WORK INSTRUCTIONS: All lines containing the string "TenantRouter" must be copied from the entries.

INFORMATION:
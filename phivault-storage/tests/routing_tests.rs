mod support;

use phivault_crypto::{KeyManagementService, LocalKms};
use phivault_model::{CentralPatient, EncryptedModel, Patient};
use phivault_storage::{StorageError, TenantRouter, VaultConfig};
use phivault_types::{ExternalRef, TenantContext};
use pretty_assertions::assert_eq;
use std::sync::Arc;
use support::{repository, router, tenant, APP_KEY};

#[test]
fn tenants_do_not_see_each_other() -> anyhow::Result<()> {
    let router = router();
    let repo = repository();
    let session = router.session();

    let mut patient = Patient::new("Jane", "Doe");
    patient.health_number = Some("HC123456".into());

    session.run_as_tenant(&tenant("clinic-a"), |s| repo.save_model(s, &patient))?;

    session.run_as_tenant(&tenant("clinic-b"), |s| -> anyhow::Result<()> {
        assert!(repo.load(s, "patient", &patient.id)?.is_none());
        assert!(repo.find_by_index(s, "patient", "health_number_index", "HC123456")?.is_empty());
        assert_eq!(repo.count(s, "patient")?, 0);
        Ok(())
    })?;

    session.run_as_central(|s| -> anyhow::Result<()> {
        assert_eq!(repo.count(s, "patient")?, 0);
        Ok(())
    })?;

    assert_eq!(
        router.connections().open_tenants(),
        vec![tenant("clinic-a"), tenant("clinic-b")]
    );
    Ok(())
}

#[test]
fn nested_contexts_route_to_the_innermost_database() -> anyhow::Result<()> {
    let router = router();
    let repo = repository();
    let session = router.session();

    session.run_as_tenant(&tenant("clinic-a"), |s| -> anyhow::Result<()> {
        repo.save_model(s, &Patient::new("Outer", "Tenant"))?;

        s.run_as_central(|s| -> anyhow::Result<()> {
            assert_eq!(s.current()?, TenantContext::Central);
            assert_eq!(repo.count(s, "patient")?, 0);
            Ok(())
        })?;

        assert_eq!(s.current()?, TenantContext::tenant(tenant("clinic-a")));
        assert_eq!(repo.count(s, "patient")?, 1);
        Ok(())
    })?;

    assert!(matches!(session.current(), Err(StorageError::NoTenantContext)));
    Ok(())
}

#[test]
fn error_inside_scope_restores_outer_context() {
    let router = router();
    let repo = repository();
    let session = router.session();

    session.run_as_central(|s| {
        let result = s.run_as_tenant(&tenant("clinic-a"), |s| {
            repo.save(s, &phivault_model::Record::new("nope"))
        });
        assert!(result.is_err());
        assert_eq!(s.current().ok(), Some(TenantContext::Central));
    });
}

#[test]
fn central_and_tenant_rows_link_by_reference() -> anyhow::Result<()> {
    support::init_tracing();
    let router = router();
    let repo = repository();
    let session = router.session();
    let clinic = tenant("clinic-a");

    let mut full = Patient::new("Jane", "Doe");
    full.health_number = Some("HC123456".into());
    let central = CentralPatient {
        id: phivault_types::RecordId::new(),
        first_name: "Jane".into(),
        last_name: "Doe".into(),
        email: Some("jane@example.com".into()),
        health_number: Some("HC123456".into()),
        tenant_ref: Some(ExternalRef::tenant(clinic.clone(), full.id)),
    };
    full.central_ref = Some(ExternalRef::central(central.id));

    session.run_as_central(|s| repo.save_model(s, &central))?;
    session.run_as_tenant(&clinic, |s| repo.save_model(s, &full))?;

    let linked = session.run_as_central(|s| {
        repo.find_by_external_ref(s, CentralPatient::ENTITY_TYPE, &ExternalRef::tenant(clinic.clone(), full.id))
    })?;
    assert_eq!(linked.len(), 1);
    assert_eq!(linked[0].id, central.id);

    let back = session.run_as_tenant(&clinic, |s| {
        repo.find_by_external_ref(s, Patient::ENTITY_TYPE, &ExternalRef::central(central.id))
    })?;
    assert_eq!(back.len(), 1);
    assert_eq!(Patient::from_record(&back[0])?, full);
    Ok(())
}

#[test]
fn tenant_named_central_does_not_match_central_links() -> anyhow::Result<()> {
    let router = router();
    let repo = repository();
    let session = router.session();
    let linked_id = phivault_types::RecordId::new();

    let mut via_central = Patient::new("Jane", "Doe");
    via_central.central_ref = Some(ExternalRef::central(linked_id));
    let mut via_tenant = Patient::new("John", "Roe");
    via_tenant.central_ref = Some(ExternalRef::tenant(tenant("central"), linked_id));

    session.run_as_tenant(&tenant("clinic-a"), |s| -> anyhow::Result<()> {
        repo.save_model(s, &via_central)?;
        repo.save_model(s, &via_tenant)?;

        let central_hits = repo.find_by_external_ref(s, Patient::ENTITY_TYPE, &ExternalRef::central(linked_id))?;
        assert_eq!(central_hits.len(), 1);
        assert_eq!(central_hits[0].id, via_central.id);

        let tenant_hits = repo.find_by_external_ref(
            s,
            Patient::ENTITY_TYPE,
            &ExternalRef::tenant(tenant("central"), linked_id),
        )?;
        assert_eq!(tenant_hits.len(), 1);
        assert_eq!(tenant_hits[0].id, via_tenant.id);
        Ok(())
    })?;
    Ok(())
}

#[test]
fn key_material_is_cached_per_context() -> anyhow::Result<()> {
    let router = router();
    let repo = repository();
    let session = router.session();

    session.run_as_tenant(&tenant("clinic-a"), |s| repo.save_model(s, &Patient::new("A", "B")))?;
    session.run_as_tenant(&tenant("clinic-b"), |s| repo.save_model(s, &Patient::new("C", "D")))?;
    assert_eq!(session.keys().cached_contexts(), 2);

    session.keys().purge(&TenantContext::tenant(tenant("clinic-a")));
    assert_eq!(session.keys().cached_contexts(), 1);
    Ok(())
}

#[test]
fn records_written_by_one_session_are_readable_by_another() -> anyhow::Result<()> {
    let router = router();
    let repo = repository();
    let patient = Patient::new("Jane", "Doe");

    router
        .session()
        .run_as_tenant(&tenant("clinic-a"), |s| repo.save_model(s, &patient))?;

    let fresh = router.session();
    let loaded: Option<Patient> = fresh.run_as_tenant(&tenant("clinic-a"), |s| repo.load_model(s, &patient.id))?;
    assert_eq!(loaded, Some(patient));
    Ok(())
}

#[test]
fn missing_application_key_is_key_unavailable() {
    let router = TenantRouter::open(VaultConfig::default(), Arc::new(LocalKms::generate())).unwrap();
    let repo = repository();
    let session = router.session();

    let err = session
        .run_as_tenant(&tenant("clinic-a"), |s| repo.save_model(s, &Patient::new("A", "B")))
        .unwrap_err();
    assert!(matches!(err, StorageError::KeyUnavailable(_)));
}

#[test]
fn malformed_application_key_is_key_unavailable() {
    let router = TenantRouter::open(VaultConfig::in_memory("not base64!"), Arc::new(LocalKms::generate())).unwrap();
    let repo = repository();
    let session = router.session();

    let err = session
        .run_as_central(|s| repo.save_model(s, &Patient::new("A", "B")))
        .unwrap_err();
    assert!(matches!(err, StorageError::KeyUnavailable(_)));
}

#[test]
fn file_backed_databases_survive_reopen() -> anyhow::Result<()> {
    support::init_tracing();
    let dir = tempfile::tempdir()?;
    let kms: Arc<dyn KeyManagementService> = Arc::new(LocalKms::generate());
    let config = VaultConfig {
        data_dir: Some(dir.path().to_path_buf()),
        application_key: Some(APP_KEY.to_string()),
        ..VaultConfig::default()
    };
    let repo = repository();
    let mut patient = Patient::new("Jane", "Doe");
    patient.health_number = Some("HC123456".into());

    {
        let router = TenantRouter::open(config.clone(), Arc::clone(&kms))?;
        router
            .session()
            .run_as_tenant(&tenant("clinic-a"), |s| repo.save_model(s, &patient))?;
    }

    assert!(dir.path().join("central.duckdb").exists());
    assert!(dir.path().join("tenants").join("clinic-a.duckdb").exists());

    let router = TenantRouter::open(config, kms)?;
    let found: Vec<Patient> = router.session().run_as_tenant(&tenant("clinic-a"), |s| {
        repo.find_models(s, "health_number_index", "HC123456")
    })?;
    assert_eq!(found, vec![patient]);
    Ok(())
}

#[test]
fn rotated_kms_still_reads_old_rows() -> anyhow::Result<()> {
    let kms = Arc::new(LocalKms::generate());
    let router = support::router_with_kms(kms.clone());
    let repo = repository();
    let old = Patient::new("Old", "Key");

    router
        .session()
        .run_as_tenant(&tenant("clinic-a"), |s| repo.save_model(s, &old))?;
    kms.rotate();

    let session = router.session();
    let new = Patient::new("New", "Key");
    session.run_as_tenant(&tenant("clinic-a"), |s| -> anyhow::Result<()> {
        repo.save_model(s, &new)?;
        assert_eq!(repo.load_model::<Patient>(s, &old.id)?, Some(old.clone()));
        assert_eq!(repo.load_model::<Patient>(s, &new.id)?, Some(new.clone()));
        Ok(())
    })?;
    Ok(())
}
impl ConsentLedger {
    pub fn new() -> Self {
        Self
    }

    // ── Definitions ──────────────────────────────────────────────

    /// Creates a definition presented at no particular trigger point.
    pub fn define(
        &self,
        session: &Session,
        key: &str,
        entity_kind: EntityKind,
        required: bool,
    ) -> ConsentResult<ConsentDefinition> {
        self.define_with_triggers(session, key, entity_kind, required, std::iter::empty())
    }

    pub fn define_with_triggers(
        &self,
        session: &Session,
        key: &str,
        entity_kind: EntityKind,
        required: bool,
        trigger_points: impl IntoIterator<Item = TriggerPoint>,
    ) -> ConsentResult<ConsentDefinition> {
        let key = key.trim();
        if key.is_empty() {
            return Err(ConsentError::Invalid("definition key must not be empty".into()));
        }

        let definition = ConsentDefinition {
            id: Uuid::now_v7(),
            key: key.to_string(),
            entity_kind,
            is_required: required,
            trigger_points: trigger_points.into_iter().collect::<BTreeSet<_>>(),
            created_at: now_millis(),
            archived_at: None,
        };
        let triggers_json = serde_json::to_string(&definition.trigger_points)?;

        let (ctx, shared) = session.connection()?;
        let mut conn = lock_conn(&shared);
        let tx = conn.transaction()?;

        let taken: i64 = tx.query_row(
            "SELECT COUNT(*) FROM consent_definitions WHERE key = ?",
            params![definition.key],
            |row| row.get(0),
        )?;
        if taken > 0 {
            return Err(ConsentError::DuplicateKey(definition.key));
        }

        tx.execute(
            "INSERT INTO consent_definitions (id, key, entity_type, is_required, trigger_points, created_at, archived_at) \
             VALUES (?, ?, ?, ?, ?, ?, NULL)",
            params![
                definition.id.to_string(),
                definition.key,
                entity_kind.as_str(),
                required,
                triggers_json,
                definition.created_at
            ],
        )?;
        tx.commit()?;

        info!(context = %ctx, key = %definition.key, kind = entity_kind.as_str(), required, "consent defined");
        Ok(definition)
    }

    pub fn definition(&self, session: &Session, id: Uuid) -> ConsentResult<Option<ConsentDefinition>> {
        let (_, shared) = session.connection()?;
        let conn = lock_conn(&shared);
        definition_by_id(&conn, id)
    }

    pub fn definition_by_key(&self, session: &Session, key: &str) -> ConsentResult<Option<ConsentDefinition>> {
        let (_, shared) = session.connection()?;
        let conn = lock_conn(&shared);
        let result = conn.query_row(
            &format!("SELECT {DEFINITION_COLUMNS} FROM consent_definitions d WHERE d.key = ?"),
            params![key],
            DefinitionRow::from_row,
        );
        match result {
            Ok(row) => row.into_definition().map(Some),
            Err(duckdb::Error::QueryReturnedNoRows) => Ok(None),
            Err(e) => Err(e.into()),
        }
    }

    /// Definitions for one kind of entity, oldest first.
    pub fn definitions(
        &self,
        session: &Session,
        entity_kind: EntityKind,
        include_archived: bool,
    ) -> ConsentResult<Vec<ConsentDefinition>> {
        let mut sql = format!("SELECT {DEFINITION_COLUMNS} FROM consent_definitions d WHERE d.entity_type = ?");
        if !include_archived {
            sql.push_str(" AND d.archived_at IS NULL");
        }
        sql.push_str(" ORDER BY d.created_at, d.key");

        let (_, shared) = session.connection()?;
        let rows = {
            let conn = lock_conn(&shared);
            let mut stmt = conn.prepare(&sql)?;
            stmt.query_map(params![entity_kind.as_str()], DefinitionRow::from_row)?
                .collect::<Result<Vec<_>, _>>()?
        };
        rows.into_iter().map(DefinitionRow::into_definition).collect()
    }

    /// Soft-deletes a definition. Its versions and acceptances are kept.
    pub fn archive_definition(&self, session: &Session, id: Uuid) -> ConsentResult<ConsentDefinition> {
        let (ctx, shared) = session.connection()?;
        let conn = lock_conn(&shared);
        let definition = set_archived_at(&conn, id, Some(now_millis()))?;
        info!(context = %ctx, key = %definition.key, "consent definition archived");
        Ok(definition)
    }

    pub fn restore_definition(&self, session: &Session, id: Uuid) -> ConsentResult<ConsentDefinition> {
        let (ctx, shared) = session.connection()?;
        let conn = lock_conn(&shared);
        let definition = set_archived_at(&conn, id, None)?;
        info!(context = %ctx, key = %definition.key, "consent definition restored");
        Ok(definition)
    }

    // ── Versions ─────────────────────────────────────────────────

    /// Publishes a new ACTIVE version and archives the previous one in the
    /// same transaction.
    pub fn publish_version(&self, session: &Session, definition_id: Uuid, body: &str) -> ConsentResult<ConsentVersion> {
        if body.trim().is_empty() {
            return Err(ConsentError::Invalid("consent body must not be empty".into()));
        }

        let (ctx, shared) = session.connection()?;
        let mut conn = lock_conn(&shared);
        let tx = conn.transaction()?;

        let definition =
            definition_by_id(&tx, definition_id)?.ok_or_else(|| ConsentError::definition_not_found(definition_id))?;
        if definition.is_archived() {
            return Err(ConsentError::Invalid(format!(
                "definition {} is archived",
                definition.key
            )));
        }

        let active = active_count(&tx, definition_id)?;
        if active > 1 {
            return Err(ConsentError::DuplicateActiveVersion { definition_id, active });
        }

        let latest: Option<i32> = tx.query_row(
            "SELECT MAX(version) FROM consent_versions WHERE definition_id = ?",
            params![definition_id.to_string()],
            |row| row.get(0),
        )?;
        let now = now_millis();
        let version = ConsentVersion {
            id: Uuid::now_v7(),
            definition_id,
            version: latest.unwrap_or(0) + 1,
            body: body.to_string(),
            status: VersionStatus::Active,
            published_at: now,
            archived_at: None,
        };

        let archived = tx.execute(
            "UPDATE consent_versions SET status = 'ARCHIVED', archived_at = ? \
             WHERE definition_id = ? AND status = 'ACTIVE'",
            params![now, definition_id.to_string()],
        )?;
        tx.execute(
            "INSERT INTO consent_versions (id, definition_id, version, body, status, published_at, archived_at) \
             VALUES (?, ?, ?, ?, ?, ?, NULL)",
            params![
                version.id.to_string(),
                definition_id.to_string(),
                version.version,
                version.body,
                version.status.as_str(),
                version.published_at
            ],
        )?;

        let active = active_count(&tx, definition_id)?;
        if active != 1 {
            return Err(ConsentError::DuplicateActiveVersion { definition_id, active });
        }
        tx.commit()?;

        info!(
            context = %ctx,
            key = %definition.key,
            version = version.version,
            archived,
            "consent version published"
        );
        Ok(version)
    }

    pub fn version(&self, session: &Session, id: Uuid) -> ConsentResult<Option<ConsentVersion>> {
        let (_, shared) = session.connection()?;
        let conn = lock_conn(&shared);
        version_by_id(&conn, id)
    }

    pub fn active_version(&self, session: &Session, definition_id: Uuid) -> ConsentResult<Option<ConsentVersion>> {
        let (_, shared) = session.connection()?;
        let conn = lock_conn(&shared);
        if definition_by_id(&conn, definition_id)?.is_none() {
            return Err(ConsentError::definition_not_found(definition_id));
        }

        let mut stmt = conn.prepare(&format!(
            "SELECT {VERSION_COLUMNS} FROM consent_versions v \
             WHERE v.definition_id = ? AND v.status = 'ACTIVE' ORDER BY v.version DESC"
        ))?;
        let rows = stmt
            .query_map(params![definition_id.to_string()], VersionRow::from_row)?
            .collect::<Result<Vec<_>, _>>()?;
        if rows.len() > 1 {
            return Err(ConsentError::DuplicateActiveVersion {
                definition_id,
                active: rows.len() as i64,
            });
        }
        rows.into_iter().next().map(VersionRow::into_version).transpose()
    }

    /// Every published version of a definition, oldest first.
    pub fn versions(&self, session: &Session, definition_id: Uuid) -> ConsentResult<Vec<ConsentVersion>> {
        let (_, shared) = session.connection()?;
        let rows = {
            let conn = lock_conn(&shared);
            if definition_by_id(&conn, definition_id)?.is_none() {
                return Err(ConsentError::definition_not_found(definition_id));
            }
            let mut stmt = conn.prepare(&format!(
                "SELECT {VERSION_COLUMNS} FROM consent_versions v WHERE v.definition_id = ? ORDER BY v.version"
            ))?;
            stmt.query_map(params![definition_id.to_string()], VersionRow::from_row)?
                .collect::<Result<Vec<_>, _>>()?
        };
        rows.into_iter().map(VersionRow::into_version).collect()
    }

    // ── Acceptances ──────────────────────────────────────────────

    /// Records that `subject` accepted `version_id`. Accepting the same
    /// version again returns the original acceptance.
    ///
    /// The subject's record is not looked up: callers check it exists
    /// through the repository first. Acceptances outlive the record, so a
    /// deleted subject keeps its consent history.
    pub fn accept(
        &self,
        session: &Session,
        subject: ConsentSubject,
        version_id: Uuid,
    ) -> ConsentResult<EntityConsentAcceptance> {
        let (ctx, shared) = session.connection()?;
        let mut conn = lock_conn(&shared);
        let tx = conn.transaction()?;

        let version = version_by_id(&tx, version_id)?.ok_or_else(|| ConsentError::version_not_found(version_id))?;
        let definition = definition_by_id(&tx, version.definition_id)?
            .ok_or_else(|| ConsentError::definition_not_found(version.definition_id))?;
        if definition.entity_kind != subject.kind {
            return Err(ConsentError::Invalid(format!(
                "definition {} applies to {}, not {}",
                definition.key,
                definition.entity_kind.as_str(),
                subject.kind.as_str()
            )));
        }

        let existing = tx.query_row(
            &format!(
                "SELECT {ACCEPTANCE_COLUMNS} FROM consent_acceptances a \
                 WHERE a.entity_type = ? AND a.entity_id = ? AND a.consent_version_id = ?"
            ),
            params![subject.kind.as_str(), subject.id.to_string(), version_id.to_string()],
            AcceptanceRow::from_row,
        );
        match existing {
            Ok(row) => {
                debug!(context = %ctx, subject = %subject, key = %definition.key, "consent already accepted");
                return row.into_acceptance();
            }
            Err(duckdb::Error::QueryReturnedNoRows) => {}
            Err(e) => return Err(e.into()),
        }

        let acceptance = EntityConsentAcceptance {
            id: Uuid::now_v7(),
            subject,
            consent_version_id: version_id,
            accepted_at: now_millis(),
        };
        tx.execute(
            "INSERT INTO consent_acceptances (id, entity_type, entity_id, consent_version_id, accepted_at) \
             VALUES (?, ?, ?, ?, ?)",
            params![
                acceptance.id.to_string(),
                subject.kind.as_str(),
                subject.id.to_string(),
                version_id.to_string(),
                acceptance.accepted_at
            ],
        )?;
        tx.commit()?;

        info!(
            context = %ctx,
            subject = %subject,
            key = %definition.key,
            version = version.version,
            "consent accepted"
        );
        Ok(acceptance)
    }

    /// All acceptances recorded for `subject`, oldest first.
    pub fn acceptances_for(
        &self,
        session: &Session,
        subject: ConsentSubject,
    ) -> ConsentResult<Vec<EntityConsentAcceptance>> {
        let (_, shared) = session.connection()?;
        let rows = {
            let conn = lock_conn(&shared);
            let mut stmt = conn.prepare(&format!(
                "SELECT {ACCEPTANCE_COLUMNS} FROM consent_acceptances a \
                 WHERE a.entity_type = ? AND a.entity_id = ? ORDER BY a.accepted_at, a.id"
            ))?;
            stmt.query_map(
                params![subject.kind.as_str(), subject.id.to_string()],
                AcceptanceRow::from_row,
            )?
            .collect::<Result<Vec<_>, _>>()?
        };
        rows.into_iter().map(AcceptanceRow::into_acceptance).collect()
    }

    /// Live definitions of the subject's kind whose active version the
    /// subject has not accepted. Definitions never published are skipped.
    pub fn pending_for(&self, session: &Session, subject: ConsentSubject) -> ConsentResult<Vec<ConsentDefinition>> {
        let (_, shared) = session.connection()?;
        let rows = {
            let conn = lock_conn(&shared);
            let mut stmt = conn.prepare(&format!(
                "SELECT {DEFINITION_COLUMNS} {PENDING_SQL} ORDER BY d.created_at, d.key"
            ))?;
            stmt.query_map(
                params![subject.kind.as_str(), subject.kind.as_str(), subject.id.to_string()],
                DefinitionRow::from_row,
            )?
            .collect::<Result<Vec<_>, _>>()?
        };
        rows.into_iter().map(DefinitionRow::into_definition).collect()
    }

    /// [`ConsentLedger::pending_for`] restricted to definitions presented
    /// at `trigger`.
    pub fn pending_for_trigger(
        &self,
        session: &Session,
        subject: ConsentSubject,
        trigger: TriggerPoint,
    ) -> ConsentResult<Vec<ConsentDefinition>> {
        Ok(self
            .pending_for(session, subject)?
            .into_iter()
            .filter(|definition| definition.presented_at(trigger))
            .collect())
    }

    /// True when every required, non-archived definition with an active
    /// version has been accepted by `subject`.
    pub fn has_accepted_all_required(&self, session: &Session, subject: ConsentSubject) -> ConsentResult<bool> {
        let (_, shared) = session.connection()?;
        let conn = lock_conn(&shared);
        let outstanding: i64 = conn.query_row(
            &format!("SELECT COUNT(*) {PENDING_SQL} AND d.is_required = TRUE"),
            params![subject.kind.as_str(), subject.kind.as_str(), subject.id.to_string()],
            |row| row.get(0),
        )?;
        Ok(outstanding == 0)
    }
}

SOLUTION TO THIS TASK:
use phivault_storage::{StorageError, TenantRouter, VaultConfig};
    let router = TenantRouter::open(VaultConfig::default(), Arc::new(LocalKms::generate())).unwrap();
    let router = TenantRouter::open(VaultConfig::in_memory("not base64!"), Arc::new(LocalKms::generate())).unwrap();
        let router = TenantRouter::open(config.clone(), Arc::clone(&kms))?;
    let router = TenantRouter::open(config, kms)?;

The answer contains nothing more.